Zastanawiał się, dlaczego pierścień z jakimiś znakami jest taki ważny. Strathmore mu tego nie wyjaśnił, a Becker nie spytał. NSA, pomyślał. Never Say Anything * .
Po drugiej stronie Avenida Isabela Católica widać było klinikę – Becker łatwo ją rozpoznał po znaku czerwonego krzyża na białym tle. Porucznik gwardii zostawił tu kanadyjskiego turystę wiele godzin temu. Złamany nadgarstek, uraz głowy – z pewnością pacjent został opatrzony i już dawno odesłany do domu. Becker miał nadzieję, że klinika zapisała adres hotelu lub telefon, gdzie można go znaleźć. Gdyby Beckerowi dopisało szczęście, mógłby szybko odszukać Kanadyjczyka, odzyskać pierścień i wrócić do domu bez dalszych komplikacji.
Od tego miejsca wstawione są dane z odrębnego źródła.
//! Headless presentation target
//!
//! A round-robin ring of device-local colour images. Acquire and present are
//! empty queue submissions that only move semaphores, which keeps the frame
//! manager's synchronisation identical to the windowed path.

use ash::{vk, Device};

use super::targets::{AcquireOutcome, PresentOutcome, PresentTarget};
use crate::render::backends::vulkan::memory::SharedMemory;
use crate::render::backends::vulkan::resources::image::{Image, ImageDesc};
use crate::render::backends::vulkan::{VulkanContext, VulkanError, VulkanResult};

/// Format of the offscreen images
pub const TARGET_FORMAT: vk::Format = vk::Format::R8G8B8A8_UNORM;

/// Images in the ring when not told otherwise
pub const DEFAULT_IMAGE_COUNT: usize = 3;

/// Offscreen stand-in for a swapchain
pub struct OffscreenTarget {
    device: Device,
    memory: SharedMemory,
    queue: vk::Queue,
    images: Vec<Image>,
    views: Vec<vk::ImageView>,
    extent: vk::Extent2D,
    image_count: usize,
    next: usize,
    vsync: bool,
}

impl OffscreenTarget {
    /// Create `image_count` colour images of `extent`
    pub fn new(context: &VulkanContext, memory: &SharedMemory, extent: vk::Extent2D, image_count: usize) -> VulkanResult<Self> {
        if image_count == 0 {
            return Err(VulkanError::invalid("Offscreen target needs at least one image"));
        }
        let mut target = Self {
            device: context.raw_device(),
            memory: std::rc::Rc::clone(memory),
            queue: context.graphics_queue(),
            images: Vec::new(),
            views: Vec::new(),
            extent,
            image_count,
            next: 0,
            vsync: false,
        };
        target.create_images(extent)?;
        Ok(target)
    }

    fn create_images(&mut self, extent: vk::Extent2D) -> VulkanResult<()> {
        let desc = ImageDesc::new_2d(
            extent,
            TARGET_FORMAT,
            vk::ImageUsageFlags::COLOR_ATTACHMENT | vk::ImageUsageFlags::TRANSFER_SRC,
            vk::ImageAspectFlags::COLOR,
        );
        let images = (0..self.image_count)
            .map(|_| Image::new(self.device.clone(), &self.memory, desc))
            .collect::<VulkanResult<Vec<_>>>()?;

        self.views = images.iter().map(Image::view).collect();
        self.images = images;
        self.extent = extent;
        self.next = 0;
        log::debug!(
            "Offscreen target ready: {}x{}, {} images",
            extent.width,
            extent.height,
            self.image_count
        );
        Ok(())
    }

    /// Image behind `index`
    pub fn image(&self, index: u32) -> Option<&Image> {
        self.images.get(index as usize)
    }

    fn submit_empty(&self, wait: Option<vk::Semaphore>, signal: Option<vk::Semaphore>) -> VulkanResult<()> {
        let wait_semaphores: Vec<vk::Semaphore> = wait.into_iter().collect();
        let wait_stages = vec![vk::PipelineStageFlags::ALL_COMMANDS; wait_semaphores.len()];
        let signal_semaphores: Vec<vk::Semaphore> = signal.into_iter().collect();
        let submit_info = vk::SubmitInfo::builder()
            .wait_semaphores(&wait_semaphores)
            .wait_dst_stage_mask(&wait_stages)
            .signal_semaphores(&signal_semaphores)
            .build();
        unsafe { self.device.queue_submit(self.queue, &[submit_info], vk::Fence::null()) }.map_err(VulkanError::Api)
    }
}

impl PresentTarget for OffscreenTarget {
    fn extent(&self) -> vk::Extent2D {
        self.extent
    }

    fn format(&self) -> vk::Format {
        TARGET_FORMAT
    }

    fn image_views(&self) -> &[vk::ImageView] {
        &self.views
    }

    fn final_layout(&self) -> vk::ImageLayout {
        vk::ImageLayout::TRANSFER_SRC_OPTIMAL
    }

    fn acquire(&mut self, signal: vk::Semaphore, _timeout_ns: u64) -> VulkanResult<AcquireOutcome> {
        let index = self.next;
        self.next = (self.next + 1) % self.image_count;
        self.submit_empty(None, Some(signal))?;
        Ok(AcquireOutcome::Acquired {
            index: index as u32,
            suboptimal: false,
        })
    }

    fn present(&mut self, _queue: vk::Queue, _index: u32, wait: vk::Semaphore) -> VulkanResult<PresentOutcome> {
        self.submit_empty(Some(wait), None)?;
        Ok(PresentOutcome::Presented)
    }

    fn rebuild(&mut self, _context: &VulkanContext, extent: vk::Extent2D) -> VulkanResult<()> {
        self.views.clear();
        self.images.clear();
        self.create_images(extent)
    }

    fn vsync(&self) -> bool {
        self.vsync
    }

    fn set_vsync(&mut self, vsync: bool) {
        self.vsync = vsync;
    }
}
//! Host-visible bump pool
//!
//! One persistently mapped block and a cursor. Allocation is an aligned bump,
//! there is no per-allocation free, and [`HostPool::reset`] rewinds the cursor
//! for the whole pool at once. Each reset starts a new generation; any
//! [`HostAllocation`] from an earlier generation is rejected on use.

use ash::vk;

use super::block::{align_up, BlockProvider, MemoryBlock};
use super::MemoryStats;
use crate::render::backends::vulkan::{VulkanError, VulkanResult};

/// A range inside a [`HostPool`], valid until the pool's next reset
#[derive(Debug, Clone, Copy, PartialEq, Eq)]
pub struct HostAllocation {
    memory: vk::DeviceMemory,
    offset: vk::DeviceSize,
    size: vk::DeviceSize,
    generation: u64,
}

impl HostAllocation {
    /// Memory the range lives in
    pub fn memory(&self) -> vk::DeviceMemory {
        self.memory
    }

    /// Byte offset within the block
    pub fn offset(&self) -> vk::DeviceSize {
        self.offset
    }

    /// Size in bytes
    pub fn size(&self) -> vk::DeviceSize {
        self.size
    }

    /// Pool generation the range was carved from
    pub fn generation(&self) -> u64 {
        self.generation
    }
}

/// Cursor position to rewind to with [`HostPool::rewind`]
#[derive(Debug, Clone, Copy, PartialEq, Eq)]
pub struct PoolMark {
    cursor: vk::DeviceSize,
    live: usize,
    generation: u64,
}

/// Monotonic allocator over a single host-visible block
pub struct HostPool {
    name: &'static str,
    block: Option<MemoryBlock>,
    cursor: vk::DeviceSize,
    generation: u64,
    live: usize,
}

impl HostPool {
    /// Allocate and map the pool's block
    pub fn new(
        provider: &mut dyn BlockProvider,
        name: &'static str,
        size: vk::DeviceSize,
        memory_type_index: u32,
    ) -> VulkanResult<Self> {
        let block = provider.allocate(size, memory_type_index, true).map_err(|e| match e {
            VulkanError::Api(vk::Result::ERROR_OUT_OF_DEVICE_MEMORY | vk::Result::ERROR_OUT_OF_HOST_MEMORY) => {
                VulkanError::OutOfDeviceMemory { requested: size, pool: name }
            }
            other => other,
        })?;

        log::debug!("[MEMORY] {} pool: {} bytes, memory type {}", name, size, memory_type_index);

        Ok(Self {
            name,
            block: Some(block),
            cursor: 0,
            generation: 0,
            live: 0,
        })
    }

    fn block(&self) -> VulkanResult<&MemoryBlock> {
        self.block
            .as_ref()
            .ok_or_else(|| VulkanError::invalid(format!("{} pool already destroyed", self.name)))
    }

    /// Pool name used in logs and errors
    pub fn name(&self) -> &'static str {
        self.name
    }

    /// Memory type backing the pool
    pub fn memory_type_index(&self) -> Option<u32> {
        self.block.as_ref().map(MemoryBlock::memory_type_index)
    }

    /// Total capacity in bytes
    pub fn capacity(&self) -> vk::DeviceSize {
        self.block.as_ref().map_or(0, MemoryBlock::size)
    }

    /// Current generation
    pub fn generation(&self) -> u64 {
        self.generation
    }

    /// Carve `size` bytes aligned to `alignment`
    pub fn alloc(&mut self, size: vk::DeviceSize, alignment: vk::DeviceSize) -> VulkanResult<HostAllocation> {
        let block = self.block()?;
        let offset = align_up(self.cursor, alignment);
        let end = offset.checked_add(size).unwrap_or(vk::DeviceSize::MAX);

        if end > block.size() {
            log::error!(
                "[MEMORY] {} pool exhausted: {} bytes requested, {} of {} in use",
                self.name,
                size,
                self.cursor,
                block.size()
            );
            return Err(VulkanError::OutOfDeviceMemory {
                requested: size,
                pool: self.name,
            });
        }

        let allocation = HostAllocation {
            memory: block.memory(),
            offset,
            size,
            generation: self.generation,
        };
        self.cursor = end;
        self.live += 1;
        Ok(allocation)
    }

    /// Invalidate every allocation and rewind to offset 0
    pub fn reset(&mut self) {
        log::debug!(
            "[MEMORY] {} pool reset: {} allocations, {} bytes released",
            self.name,
            self.live,
            self.cursor
        );
        self.cursor = 0;
        self.live = 0;
        self.generation += 1;
    }

    /// Current cursor, for giving back what a failed upload carved
    pub fn mark(&self) -> PoolMark {
        PoolMark {
            cursor: self.cursor,
            live: self.live,
            generation: self.generation,
        }
    }

    /// Give back everything carved since `mark`
    ///
    /// Every allocation made after the mark must already be dropped. A mark
    /// from before a reset, or one ahead of the cursor, is rejected.
    pub fn rewind(&mut self, mark: PoolMark) -> VulkanResult<()> {
        if mark.generation != self.generation || mark.cursor > self.cursor || mark.live > self.live {
            return Err(VulkanError::StaleAllocation);
        }
        log::debug!(
            "[MEMORY] {} pool rewound: {} allocations, {} bytes returned",
            self.name,
            self.live - mark.live,
            self.cursor - mark.cursor
        );
        self.cursor = mark.cursor;
        self.live = mark.live;
        Ok(())
    }

    /// Check that `allocation` still belongs to the live generation of this pool
    pub fn validate(&self, allocation: &HostAllocation) -> VulkanResult<()> {
        let block = self.block()?;
        if allocation.memory != block.memory() || allocation.generation != self.generation {
            return Err(VulkanError::StaleAllocation);
        }
        Ok(())
    }

    /// Write `data` at `offset` bytes into `allocation`
    pub fn write(&self, allocation: &HostAllocation, offset: vk::DeviceSize, data: &[u8]) -> VulkanResult<()> {
        self.validate(allocation)?;
        let end = offset.checked_add(data.len() as vk::DeviceSize);
        if end.map_or(true, |end| end > allocation.size) {
            return Err(VulkanError::invalid(format!(
                "Write of {} bytes at {} overflows {} byte allocation",
                data.len(),
                offset,
                allocation.size
            )));
        }
        self.block()?.write_bytes(allocation.offset + offset, data)
    }

    /// Read the full contents of `allocation`
    pub fn read(&self, allocation: &HostAllocation) -> VulkanResult<Vec<u8>> {
        self.validate(allocation)?;
        let len = usize::try_from(allocation.size).map_err(|_| VulkanError::invalid("Allocation too large to read"))?;
        self.block()?.read_bytes(allocation.offset, len)
    }

    /// Usage statistics
    pub fn stats(&self) -> MemoryStats {
        MemoryStats {
            blocks: usize::from(self.block.is_some()),
            reserved_bytes: self.capacity(),
            used_bytes: self.cursor,
            live_allocations: self.live,
        }
    }

    /// Return the block to `provider`; later use reports an error
    pub fn destroy(&mut self, provider: &mut dyn BlockProvider) {
        if let Some(block) = self.block.take() {
            provider.free(block);
        }
        self.generation += 1;
    }
}

#[cfg(test)]
mod tests {
    use super::*;
    use crate::render::backends::vulkan::memory::block::HeapBlockProvider;

    fn pool(size: vk::DeviceSize) -> (HeapBlockProvider, HostPool) {
        let mut provider = HeapBlockProvider::new();
        let pool = HostPool::new(&mut provider, "staging", size, 0).unwrap();
        (provider, pool)
    }

    #[test]
    fn test_bump_offsets_respect_alignment() {
        let (_provider, mut pool) = pool(1024 * 1024);
        let offsets: Vec<_> = [100, 200, 300]
            .iter()
            .map(|&size| pool.alloc(size, 16).unwrap().offset())
            .collect();
        assert_eq!(offsets, vec![0, 112, 320]);
    }

    #[test]
    fn test_reset_rewinds_and_invalidates() {
        let (_provider, mut pool) = pool(4096);
        let old = pool.alloc(100, 16).unwrap();
        pool.write(&old, 0, &[7; 100]).unwrap();

        pool.reset();

        let fresh = pool.alloc(100, 16).unwrap();
        assert_eq!(fresh.offset(), 0);
        assert!(matches!(pool.write(&old, 0, &[1]), Err(VulkanError::StaleAllocation)));
        assert!(matches!(pool.read(&old), Err(VulkanError::StaleAllocation)));
        assert!(pool.write(&fresh, 0, &[1; 100]).is_ok());
    }

    #[test]
    fn test_exhaustion_reports_pool() {
        let (_provider, mut pool) = pool(256);
        pool.alloc(200, 1).unwrap();
        match pool.alloc(100, 1) {
            Err(VulkanError::OutOfDeviceMemory { requested, pool }) => {
                assert_eq!(requested, 100);
                assert_eq!(pool, "staging");
            }
            other => panic!("expected OutOfDeviceMemory, got {other:?}"),
        }
    }

    #[test]
    fn test_write_bounds_checked_per_allocation() {
        let (_provider, mut pool) = pool(256);
        let a = pool.alloc(16, 4).unwrap();
        let b = pool.alloc(16, 4).unwrap();
        assert!(pool.write(&a, 8, &[0; 16]).is_err());
        pool.write(&b, 0, &[9; 16]).unwrap();
        pool.write(&a, 0, &[3; 16]).unwrap();
        assert_eq!(pool.read(&b).unwrap(), vec![9; 16]);
    }

    #[test]
    fn test_write_offset_overflow_rejected() {
        let (_provider, mut pool) = pool(256);
        let a = pool.alloc(16, 4).unwrap();
        assert!(matches!(
            pool.write(&a, u64::MAX, &[0; 2]),
            Err(VulkanError::InvalidOperation { .. })
        ));
    }

    #[test]
    fn test_rewind_returns_space_after_mark() {
        let (_provider, mut pool) = pool(1024);
        let kept = pool.alloc(100, 16).unwrap();
        let mark = pool.mark();
        let before = pool.stats();

        pool.alloc(200, 16).unwrap();
        pool.alloc(300, 16).unwrap();
        pool.rewind(mark).unwrap();

        assert_eq!(pool.stats(), before);
        assert_eq!(pool.alloc(8, 16).unwrap().offset(), 112);
        pool.write(&kept, 0, &[5; 100]).unwrap();
    }

    #[test]
    fn test_rewind_rejects_mark_from_earlier_generation() {
        let (_provider, mut pool) = pool(1024);
        pool.alloc(64, 16).unwrap();
        let mark = pool.mark();
        pool.reset();
        assert!(matches!(pool.rewind(mark), Err(VulkanError::StaleAllocation)));
        assert_eq!(pool.stats().used_bytes, 0);
    }

    #[test]
    fn test_destroy_releases_block() {
        let (mut provider, mut pool) = pool(256);
        let a = pool.alloc(16, 4).unwrap();
        pool.destroy(&mut provider);
        assert_eq!(provider.live_blocks(), 0);
        assert!(pool.write(&a, 0, &[0]).is_err());
        assert!(pool.alloc(1, 1).is_err());
    }
}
– Jeśli zajdzie taka potrzeba, niech pan skorzysta z tych dziesięciu tysięcy w gotówce i odkupi pierścień – powiedział Strathmore. – Oddam panu na miejscu.
– Nie musi pan oddawać – odrzekł Becker. I tak zamierzał zwrócić pieniądze. Nie pojechał do Hiszpanii dla pieniędzy, lecz ze względu na Susan. Komandor Trevor Strathmore był jej mentorem i opiekunem. Susan wiele mu zawdzięczała; Becker uznał, że załatwienie jednej sprawy dla Strathmore’a to minimum tego, co powinien zrobić.